Software design/creation (for your own use or resale)
Script installation (and creation)
Dealing with your support emails
Finding new affiliates
Finding new link exchange partners
And so the list goes on....
Of course, as with anything, there are a few things to be aware of when outsourcing so here are my top tips for a successful project:
1. Only post your project on the main freelance sites (list below). This will give you the best exposure and the highest level of competition from bidders. This means keen pricing and a good range of expertise from which to choose from.
2. When you post your project, ensure that you detail EXACTLY what is required. The more information the better. If you start adding to the brief after a freelancer has placed his/her bid, expect the price to rise....
3. Try and keep the brief as simple as possible. Remember that English may not be the first language of some of the freelancers and whilst I have never had any communication problems (in fact, most of the programmers I have used have a better standard of written English than the majority of my fellow countrymen!), it makes sense not to over-complicate matters with slang etc that may not be understood.
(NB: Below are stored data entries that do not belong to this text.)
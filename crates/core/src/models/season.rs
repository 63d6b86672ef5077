//! Season catalog payloads for the battle-pass endpoint

use crate::types::RewardKind;
use serde::{Deserialize, Serialize};

/// Season document returned by the battle-pass catalog endpoint
#[derive(Debug, Clone, Default, Serialize, Deserialize)]
pub struct SeasonPayload {
    #[serde(default)]
    pub name: Option<String>,
    /// Season end, as the server formats it
    #[serde(default)]
    pub end_date: Option<String>,
    /// Absent when the server answers with something other than a season
    #[serde(default)]
    pub rewards: Option<Vec<RewardPayload>>,
}

/// One reward row as the server sends it
#[derive(Debug, Clone, Serialize, Deserialize)]
pub struct RewardPayload {
    pub day: u32,
    #[serde(default)]
    pub item_name: Option<String>,
    #[serde(default)]
    pub item_type: Option<String>,
    /// Older season documents call this `amount`
    #[serde(default, alias = "amount")]
    pub reward_value: Option<u32>,
    #[serde(default)]
    pub icon: Option<String>,
    #[serde(default)]
    pub description: Option<String>,
}

/// A reward day as held by the client
#[derive(Debug, Clone, PartialEq)]
pub struct RewardEntry {
    /// Season day this reward belongs to (1-based)
    pub day: u32,
    pub name: String,
    pub kind: RewardKind,
    pub value: u32,
    pub icon: Option<String>,
    pub description: String,
}

impl From<RewardPayload> for RewardEntry {
    fn from(p: RewardPayload) -> Self {
        RewardEntry {
            day: p.day,
            name: p.item_name.unwrap_or_else(|| "Unknown Item".to_string()),
            kind: p
                .item_type
                .as_deref()
                .map(RewardKind::from_server)
                .unwrap_or(RewardKind::Item),
            value: p.reward_value.unwrap_or(1),
            icon: p.icon,
            description: p.description.unwrap_or_default(),
        }
    }
}
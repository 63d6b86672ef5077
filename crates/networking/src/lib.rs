//! Webshop Networking - Remote gateway contract and HTTP implementation

pub mod gateway;
pub mod http;

pub use gateway::RemoteGateway;
pub use http::HttpGateway;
4. Don't always opt for the lowest bid. All of the freelance sites listed below allow you to view feedback ratings for freelancers and I usually base my decision on this rating. I would rather pay a bit extra and use someone with a superb rating than save a bit of money and use a new freelancer. They may be great at what they do but unfortunately when you are dealing with people at a distance, you have no way of knowing and in my view, it isn't worth the risk and potential extra hassle. Go with someone that has already proven themselves.
5. If your project is to create something that you want to resell (for example a software product or an eBook) make sure that you stress in the brief that at the end of the project, you will own the copyright and will have access to the source code/files. Obviously you want to ensure that the freelancer doesn't come back to you in the future complaining that you are selling his/her work and that you can edit the product if you need to without having to find the original creator. It would also be wise to include a condition stating that the freelancer is not allowed to use your product in the future for someone else or indeed sell it themselves.
As for which freelance site to use, there are three that I recommend but my absolute fave is http://www.thetraderonline.com/scriptlance.html and this is definitely my 'site of choice'.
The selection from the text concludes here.